Repeat exactly, and only, the lines below starting at the line that contains "for c in 0..components" and ending at the line that contains "#[arg(long, global = true)]", inclusive of both.

Stored data entries
---

/// Compress one interleaved-free vertex stream with meshopt's vertex codec
fn encode_vertex_stream(raw: &[u8], stride: usize) -> Result<Vec<u8>> {
    let encoded = match stride {
        4 => meshopt::encode_vertex_buffer(&rows::<4>(raw)),
        8 => meshopt::encode_vertex_buffer(&rows::<8>(raw)),
        12 => meshopt::encode_vertex_buffer(&rows::<12>(raw)),
        16 => meshopt::encode_vertex_buffer(&rows::<16>(raw)),
        other => {
            return Err(PetcastError::EncodeError(format!(
                "Unsupported vertex stride {}",
                other
            )))
        }
    };
    encoded.map_err(|e| PetcastError::EncodeError(format!("meshopt vertex encode failed: {:?}", e)))
}

fn rows<const N: usize>(raw: &[u8]) -> Vec<[u8; N]> {
    raw.chunks_exact(N)
        .map(|chunk| {
            let mut row = [0u8; N];
            row.copy_from_slice(chunk);
            row
        })
        .collect()
}

/// Per-component min and max in the accessor's stored units
fn component_bounds(attribute: &VertexAttribute) -> (Value, Value) {
    let components = attribute.components();
    let mut min = vec![f64::MAX; components];
    let mut max = vec![f64::MIN; components];
    for i in 0..attribute.len() {
        for c in 0..components {
            let v = attribute.raw(i, c);
            min[c] = min[c].min(v);
            max[c] = max[c].max(v);
        }
    }
    if attribute.is_quantized() {
        let to_ints = |v: Vec<f64>| json!(v.into_iter().map(|x| x as i64).collect::<Vec<_>>());
        (to_ints(min), to_ints(max))
    } else {
        let to_floats = |v: Vec<f64>| json!(v.into_iter().map(|x| x as f32).collect::<Vec<_>>());
        (to_floats(min), to_floats(max))
    }
}
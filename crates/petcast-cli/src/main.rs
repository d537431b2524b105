//! PetCast CLI - photo-to-3D generation service and asset transcoder

mod commands;
mod server;

use anyhow::Result;
use clap::{Parser, Subcommand};
use commands::{config, generate, serve, transcode};
use petcast_core::config::TextureMode;
use std::path::PathBuf;

#[derive(Parser)]
#[command(name = "petcast")]
#[command(about = "Turn pet photos into lightweight 3D models", long_about = None)]
#[command(version)]
struct Cli {
    /// Config file to use instead of ~/.petcast and .petcast
    #[arg(long, global = true)]
    config: Option<PathBuf>,

    #[command(subcommand)]
    command: Commands,
}

#[derive(Subcommand)]
enum Commands {
    /// Run the HTTP API
    Serve {
        /// Address to listen on (overrides server.bind)
        #[arg(long)]
        bind: Option<String>,
    },

    /// Transcode a local GLB/glTF file into a compressed GLB
    Transcode {
        /// Source model
        input: PathBuf,

        /// Output GLB path
        output: PathBuf,

        /// Texture handling (strip or resize)
        #[arg(long, value_parser = parse_texture_mode)]
        texture_mode: Option<TextureMode>,

        /// Print the size report as JSON
        #[arg(long)]
        json: bool,
    },

    /// Submit a photo for generation and wait for the model
    Generate {
        /// Path to the photo
        image: PathBuf,

        /// Contact address for the ready notification
        #[arg(long)]
        email: Option<String>,

        /// Print the task id and exit without polling
        #[arg(long)]
        no_wait: bool,

        /// Seconds between status polls
        #[arg(long, default_value = "5")]
        interval: u64,
    },

    /// Show the resolved configuration with secrets redacted
    Config,
}

fn parse_texture_mode(s: &str) -> Result<TextureMode, String> {
    match s {
        "strip" => Ok(TextureMode::Strip),
        "resize" => Ok(TextureMode::Resize),
        _ => Err(format!("unknown texture mode '{}'; valid values: strip, resize", s)),
    }
}

fn main() -> Result<()> {
    env_logger::Builder::from_env(env_logger::Env::default().default_filter_or("info")).init();

    let cli = Cli::parse();
    let config = config::load(cli.config.as_deref())?;

    match cli.command {
        Commands::Serve { bind } => serve::run(config, bind),
        Commands::Transcode {
            input,
            output,
            texture_mode,
            json,
        } => transcode::run(transcode::TranscodeArgs {
            input,
            output,
            texture_mode,
            json,
            config: config.transcode,
        }),
        Commands::Generate {
            image,
            email,
            no_wait,
            interval,
        } => generate::run(generate::GenerateArgs {
            image,
            email,
            no_wait,
            interval,
            config,
        }),
        Commands::Config => config::run(&config),
    }
}
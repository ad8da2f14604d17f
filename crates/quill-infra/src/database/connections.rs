#[cfg(feature = "database")]
use std::time::Duration;

#[cfg(feature = "database")]
use sea_orm::{ConnectOptions, Database, DbConn, DbErr};

/// Connection settings for the relational store.
#[derive(Debug, Clone)]
pub struct DatabaseConfig {
    pub url: String,
    pub max_connections: u32,
    pub min_connections: u32,
}

impl DatabaseConfig {
    /// Read `DATABASE_URL` and pool sizes; `None` when no URL is set.
    pub fn from_env() -> Option<Self> {
        let url = std::env::var("DATABASE_URL").ok().filter(|u| !u.is_empty())?;
        Some(Self {
            url,
            max_connections: std::env::var("DB_MAX_CONNECTIONS")
                .ok()
                .and_then(|s| s.parse().ok())
                .unwrap_or(20),
            min_connections: std::env::var("DB_MIN_CONNECTIONS")
                .ok()
                .and_then(|s| s.parse().ok())
                .unwrap_or(2),
        })
    }
}

/// Open the connection pool.
#[cfg(feature = "database")]
pub async fn connect(config: &DatabaseConfig) -> Result<DbConn, DbErr> {
    tracing::info!("Initializing database connection...");

    let opts = ConnectOptions::new(&config.url)
        .max_connections(config.max_connections)
        .min_connections(config.min_connections)
        .connect_timeout(Duration::from_secs(10))
        .idle_timeout(Duration::from_secs(300))
        .sqlx_logging(false)
        .to_owned();

    let conn = Database::connect(opts).await?;
    tracing::info!(pool = config.max_connections, "Database connected");
    Ok(conn)
}
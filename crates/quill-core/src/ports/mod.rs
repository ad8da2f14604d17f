//! Ports - trait definitions for external dependencies.
//! These are the "interfaces" that infrastructure must implement.

mod auth;
mod media;
mod repository;
mod session;

pub use auth::{AuthError, PasswordService, SessionTokenService};
pub use media::{ALLOWED_IMAGE_EXTENSIONS, MediaError, ProfileImageStore, allowed_extension};
pub use repository::{BaseRepository, PostRepository, UserFilter, UserRepository, UserSort};
pub use session::{Flash, FlashLevel, SessionError, SessionRecord, SessionStore};
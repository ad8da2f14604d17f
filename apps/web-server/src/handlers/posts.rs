//! Post listing, reading and author-only editing.

use actix_web::{HttpResponse, web};
use uuid::Uuid;

use quill_core::DomainError;
use quill_core::ports::FlashLevel;
use quill_core::validation::FieldErrors;
use quill_shared::forms::{CsrfForm, PostForm, PostListQuery};
use quill_shared::{PageView, PostView};

use super::parse_id;
use crate::middleware::{AppResult, AuthUser, CurrentUser, Session};
use crate::state::AppState;
use crate::views;

const NOT_YOURS: &str = "You can only change your own posts.";

/// Non-authors are sent home with a warning instead of an error page.
fn rejected(session: &Session) -> HttpResponse {
    session.flash(FlashLevel::Warning, NOT_YOURS);
    views::redirect("/")
}

fn form_page(
    session: &Session,
    current: &CurrentUser,
    form: &PostForm,
    errors: &FieldErrors,
    editing: Option<Uuid>,
) -> AppResult<HttpResponse> {
    let title = if editing.is_some() { "Edit Post" } else { "New Post" };
    let mut ctx = views::page(title, session, current);
    views::with_form(&mut ctx, form, errors);
    ctx.insert("post_id", &editing);
    views::render("post_form.html", &ctx)
}

/// GET /posts?q=&page=
pub async fn list(
    state: web::Data<AppState>,
    session: Session,
    current: CurrentUser,
    _user: AuthUser,
    query: web::Query<PostListQuery>,
) -> AppResult<HttpResponse> {
    let term = query.term();
    let page = state.post_service().list(term, query.page()).await?;

    let mut ctx = views::page("Posts", &session, &current);
    let posts: Vec<PostView> = page.items.iter().map(PostView::from).collect();
    ctx.insert("posts", &posts);
    ctx.insert("pagination", &PageView::of(&page));
    ctx.insert("q", &term.unwrap_or_default());
    ctx.insert(
        "page_query",
        &views::query_suffix(&[("q", term.unwrap_or_default())]),
    );
    views::render("posts.html", &ctx)
}

/// GET /post/{id}
pub async fn show(
    state: web::Data<AppState>,
    session: Session,
    current: CurrentUser,
    id: web::Path<String>,
) -> AppResult<HttpResponse> {
    let id = parse_id(&id)?;
    let post = state.post_service().get(id).await?;

    let is_author = current
        .user()
        .is_some_and(|u| post.post.is_authored_by(u.id));
    let mut ctx = views::page(&post.post.title, &session, &current);
    ctx.insert("post", &PostView::from(&post));
    ctx.insert("is_author", &is_author);
    views::render("post.html", &ctx)
}

/// GET /create_post
pub async fn create_form(
    session: Session,
    current: CurrentUser,
    _user: AuthUser,
) -> AppResult<HttpResponse> {
    form_page(&session, &current, &PostForm::default(), &FieldErrors::new(), None)
}

/// POST /create_post
pub async fn create(
    state: web::Data<AppState>,
    session: Session,
    current: CurrentUser,
    AuthUser(user): AuthUser,
    form: web::Form<PostForm>,
) -> AppResult<HttpResponse> {
    session.require_csrf(&form.csrf_token)?;
    match state.post_service().create(&user, form.draft()).await {
        Ok(post) => {
            session.flash(FlashLevel::Success, "Post created successfully");
            Ok(views::redirect(&format!("/post/{}", post.id)))
        }
        Err(DomainError::Invalid(errors)) => form_page(&session, &current, &form, &errors, None),
        Err(e) => Err(e.into()),
    }
}

/// GET /edit_post/{id}
pub async fn edit_form(
    state: web::Data<AppState>,
    session: Session,
    current: CurrentUser,
    AuthUser(user): AuthUser,
    id: web::Path<String>,
) -> AppResult<HttpResponse> {
    let id = parse_id(&id)?;
    let post = match state.post_service().owned_by(&user, id).await {
        Ok(post) => post,
        Err(DomainError::Forbidden) => return Ok(rejected(&session)),
        Err(e) => return Err(e.into()),
    };
    let form = PostForm {
        title: post.title,
        body: post.body,
        csrf_token: String::new(),
    };
    form_page(&session, &current, &form, &FieldErrors::new(), Some(id))
}

/// POST /edit_post/{id}
pub async fn edit(
    state: web::Data<AppState>,
    session: Session,
    current: CurrentUser,
    AuthUser(user): AuthUser,
    id: web::Path<String>,
    form: web::Form<PostForm>,
) -> AppResult<HttpResponse> {
    let id = parse_id(&id)?;
    session.require_csrf(&form.csrf_token)?;
    match state.post_service().edit(&user, id, form.draft()).await {
        Ok(post) => {
            session.flash(FlashLevel::Success, "Post edited successfully");
            Ok(views::redirect(&format!("/post/{}", post.id)))
        }
        Err(DomainError::Forbidden) => Ok(rejected(&session)),
        Err(DomainError::Invalid(errors)) => {
            form_page(&session, &current, &form, &errors, Some(id))
        }
        Err(e) => Err(e.into()),
    }
}

/// POST /delete_post/{id}
pub async fn delete(
    state: web::Data<AppState>,
    session: Session,
    AuthUser(user): AuthUser,
    id: web::Path<String>,
    form: web::Form<CsrfForm>,
) -> AppResult<HttpResponse> {
    let id = parse_id(&id)?;
    session.require_csrf(&form.csrf_token)?;
    match state.post_service().delete(&user, id).await {
        Ok(()) => {
            session.flash(FlashLevel::Success, "Post deleted");
            Ok(views::redirect("/posts"))
        }
        Err(DomainError::Forbidden) => Ok(rejected(&session)),
        Err(e) => Err(e.into()),
    }
}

---

• _TASK ANSWER_:
        for c in 0..components {
            let v = attribute.raw(i, c);
            min[c] = min[c].min(v);
            max[c] = max[c].max(v);
        }
    }
    if attribute.is_quantized() {
        let to_ints = |v: Vec<f64>| json!(v.into_iter().map(|x| x as i64).collect::<Vec<_>>());
        (to_ints(min), to_ints(max))
    } else {
        let to_floats = |v: Vec<f64>| json!(v.into_iter().map(|x| x as f32).collect::<Vec<_>>());
        (to_floats(min), to_floats(max))
    }
}
filename crates/petcast-cli/src/main.rs
repository d537431b2524b105
//! PetCast CLI - photo-to-3D generation service and asset transcoder

mod commands;
mod server;

use anyhow::Result;
use clap::{Parser, Subcommand};
use commands::{config, generate, serve, transcode};
use petcast_core::config::TextureMode;
use std::path::PathBuf;

#[derive(Parser)]
#[command(name = "petcast")]
#[command(about = "Turn pet photos into lightweight 3D models", long_about = None)]
#[command(version)]
struct Cli {
    /// Config file to use instead of ~/.petcast and .petcast
    #[arg(long, global = true)]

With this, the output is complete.